* Task data
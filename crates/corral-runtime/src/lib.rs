//! Container lifecycle management for the corral runtime.
//!
//! The launcher side assembles a [`workspace`], clones the container's
//! init into fresh namespaces through [`process`], constrains it with the
//! cgroup manager and hands it the command; [`init`] is the code that runs
//! on the other side of that handshake. [`engine`] sequences the whole run
//! and the thin management commands built on [`state`] and [`logs`].

#![allow(unsafe_code)]
#![cfg_attr(test, allow(clippy::expect_used, clippy::unwrap_used))]

pub mod engine;
pub mod exec;
pub mod init;
pub mod logs;
pub mod process;
pub mod state;
pub mod workspace;

pub use engine::{Engine, RunOptions, RunOutcome};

* What needs to be done
Quote exactly the line containing "pub mod logs;" and every later line through the end of the listing, and no other lines.

* Result for this task
pub mod logs;
pub mod process;
pub mod state;
pub mod workspace;

pub use engine::{Engine, RunOptions, RunOutcome};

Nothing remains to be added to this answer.